Итак, мы дошли до конюхов Николая I! До Иванов, честных, добротных, сдерживающих породистых коней. Этим Иванам и их коням завидуют все государи Европы. Его величество Николай Павлович милостиво подарил неаполитанскому королю двух чугунных Иванов с чугунными конями. Но не четырех! Жирно иметь всех! Четырех буду иметь только я!

— Пошли назад, к Федорову!

— Может быть, заглянем в кафе «Крафт»?

— Дороговато! Надо раздеваться, везде плати, плати и плати! Но зато кофе, шоколад такой крепости, что мертвец встает из гроба и бежит на Невский знакомиться с латышками.

Впрочем, и в кафе восседают с загадочными взглядами девушки, красотой которых залюбовался бы сам Парис со своим яблоком! Они говорят все по-немецки, латышки из Риги, эстонки из Ревеля.

Золотистые волосы, убранные у лучших парикмахеров. Парижские чулки и туфли.

Вон старичок в очках в золотой оправе, не сомневаюсь, это — сенатор или член правления какого-нибудь Азовско-Донского банка! Он делает вид, что читает «Берлинер Цайтунг» или «Пари Суар». А на самом деле присматривается, выбирает, «парисизирует»…

— Черт возьми, яблоко у него в бумажнике в левом кармане!

— Нет уж! Пойдем к Федорову!

В бочку у «Елисеева», в переулочке неказистенькая дверца ведет в своеобразный ресторан! Такого нет и не будет! Он создан гением торговли. Гением из тех «мужичков», вроде того, что приволок «Гром-камень» для подножия Петра!

Что мешает людям посетить ресторан? Мало денег, не одет, нет времени! Федоров уничтожил все эти препятствия! Все эти «нет»!

В ресторанчик (помещение его и сейчас сохранилось) входили прямо с улицы, не раздеваясь, в дождь, в пургу, когда и шапка, и воротник, и спина шубы завалена толстым слоем снега. Швейцар только прикрывал дверь, если вы небрежно ее бросили.

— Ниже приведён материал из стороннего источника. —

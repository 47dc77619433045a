//! Client-side route table and route guard.
//!
//! The guard is a stateless check run on every navigation: it needs only
//! "is the session authenticated" and the session's claims, never the
//! network.

use std::fmt;
use std::str::FromStr;

use thiserror::Error;

use crate::models::auth::{Claims, Role};

/// Views under `/student`.
#[derive(Debug, Clone, Copy, PartialEq, Eq)]
pub enum StudentView {
    Dashboard,
    Schedule,
    Marks,
}

/// Views under `/teacher`.
#[derive(Debug, Clone, Copy, PartialEq, Eq)]
pub enum TeacherView {
    Dashboard,
    Schedules,
    Marks,
    Students,
    Lessons,
    StudentMarks(i64),
}

/// Every navigable location.
#[derive(Debug, Clone, Copy, PartialEq, Eq)]
pub enum Route {
    /// `/`, the login page, reachable by anyone.
    Login,
    Student(StudentView),
    Teacher(TeacherView),
}

impl Route {
    /// Role a session must have to render this route; `None` for public routes.
    pub fn required_role(&self) -> Option<Role> {
        match self {
            Route::Login => None,
            Route::Student(_) => Some(Role::Student),
            Route::Teacher(_) => Some(Role::Teacher),
        }
    }

    pub fn is_public(&self) -> bool {
        matches!(self, Route::Login)
    }

    /// Landing route after login for a role. Unknown roles have none.
    pub fn home_for(role: Role) -> Option<Route> {
        match role {
            Role::Student => Some(Route::Student(StudentView::Dashboard)),
            Role::Teacher => Some(Route::Teacher(TeacherView::Dashboard)),
            Role::Unknown => None,
        }
    }

    /// Resolve a path; unmatched paths fall back to the login page.
    pub fn resolve(path: &str) -> Route {
        path.parse().unwrap_or(Route::Login)
    }
}

/// Error for paths outside the route table.
#[derive(Debug, Clone, PartialEq, Eq, Error)]
#[error("no route for {0}")]
pub struct UnknownRoute(pub String);

impl FromStr for Route {
    type Err = UnknownRoute;

    fn from_str(path: &str) -> Result<Self, Self::Err> {
        let path = path.split(['?', '#']).next().unwrap_or_default();
        let segments: Vec<&str> = path.split('/').filter(|s| !s.is_empty()).collect();
        let route = match segments.as_slice() {
            [] => Route::Login,
            ["student"] => Route::Student(StudentView::Dashboard),
            ["student", "schedule"] => Route::Student(StudentView::Schedule),
            ["student", "marks"] => Route::Student(StudentView::Marks),
            ["teacher"] => Route::Teacher(TeacherView::Dashboard),
            ["teacher", "schedules"] => Route::Teacher(TeacherView::Schedules),
            ["teacher", "marks"] => Route::Teacher(TeacherView::Marks),
            ["teacher", "students"] => Route::Teacher(TeacherView::Students),
            ["teacher", "lessons"] => Route::Teacher(TeacherView::Lessons),
            ["teacher", "students", id, "marks"] => match id.parse::<i64>() {
                Ok(id) => Route::Teacher(TeacherView::StudentMarks(id)),
                Err(_) => return Err(UnknownRoute(path.to_string())),
            },
            _ => return Err(UnknownRoute(path.to_string())),
        };
        Ok(route)
    }
}

impl fmt::Display for Route {
    fn fmt(&self, f: &mut fmt::Formatter<'_>) -> fmt::Result {
        match self {
            Route::Login => f.write_str("/"),
            Route::Student(StudentView::Dashboard) => f.write_str("/student"),
            Route::Student(StudentView::Schedule) => f.write_str("/student/schedule"),
            Route::Student(StudentView::Marks) => f.write_str("/student/marks"),
            Route::Teacher(TeacherView::Dashboard) => f.write_str("/teacher"),
            Route::Teacher(TeacherView::Schedules) => f.write_str("/teacher/schedules"),
            Route::Teacher(TeacherView::Marks) => f.write_str("/teacher/marks"),
            Route::Teacher(TeacherView::Students) => f.write_str("/teacher/students"),
            Route::Teacher(TeacherView::Lessons) => f.write_str("/teacher/lessons"),
            Route::Teacher(TeacherView::StudentMarks(id)) => {
                write!(f, "/teacher/students/{id}/marks")
            }
        }
    }
}

/// Outcome of a guarded navigation.
#[derive(Debug, Clone, Copy, PartialEq, Eq)]
pub enum GuardDecision {
    Allow,
    /// Denied; navigate here instead.
    Redirect(Route),
}

impl GuardDecision {
    pub fn is_allowed(&self) -> bool {
        matches!(self, GuardDecision::Allow)
    }
}

/// Gate a protected view.
///
/// Denies when the session is not authenticated, or when `expected` is set
/// and the session's role differs. Denial always redirects to `/`.
pub fn guard(expected: Option<Role>, authenticated: bool, user: Option<&Claims>) -> GuardDecision {
    if !authenticated {
        return GuardDecision::Redirect(Route::Login);
    }
    if let Some(role) = expected
        && !user.is_some_and(|claims| claims.has_role(role))
    {
        return GuardDecision::Redirect(Route::Login);
    }
    GuardDecision::Allow
}

/// Gate a route. Public routes are always allowed.
pub fn guard_route(route: Route, authenticated: bool, user: Option<&Claims>) -> GuardDecision {
    if route.is_public() {
        return GuardDecision::Allow;
    }
    guard(route.required_role(), authenticated, user)
}
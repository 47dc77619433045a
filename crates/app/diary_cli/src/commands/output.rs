use serde::Serialize;

use crate::Result;

/// Pretty JSON on stdout.
pub fn print_json<T: Serialize + ?Sized>(value: &T) -> Result<()> {
    println!("{}", serde_json::to_string_pretty(value)?);
    Ok(())
}
use diary_api_client::Session;
use diary_core::routes::GuardDecision;

use crate::Result;

/// Print the guard's decision for `path`. Redirects are an answer, not an
/// error.
pub fn navigate(session: &Session, path: &str) -> Result<()> {
    let (route, decision) = session.navigate(path);
    match decision {
        GuardDecision::Allow => println!("allow {route}"),
        GuardDecision::Redirect(target) => println!("redirect {target} (from {route})"),
    }
    Ok(())
}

Небольшая зальца и вдоль всей стены стойка с умопомрачительным количеством закусок и яств. В верхнем ряду рюмки с «крепительным». «И водки тридцати родов…» Зубровка, зверобой, вишневка, спотыкачи, рябиновки, березовки, калган-корень и т. д. Солидные бокалы для сухих вин и средние пузатенькие рюмки для хереса, мадер, портвейна. Ну, и коньяки, правда, одной марки, так как рюмки уже налиты.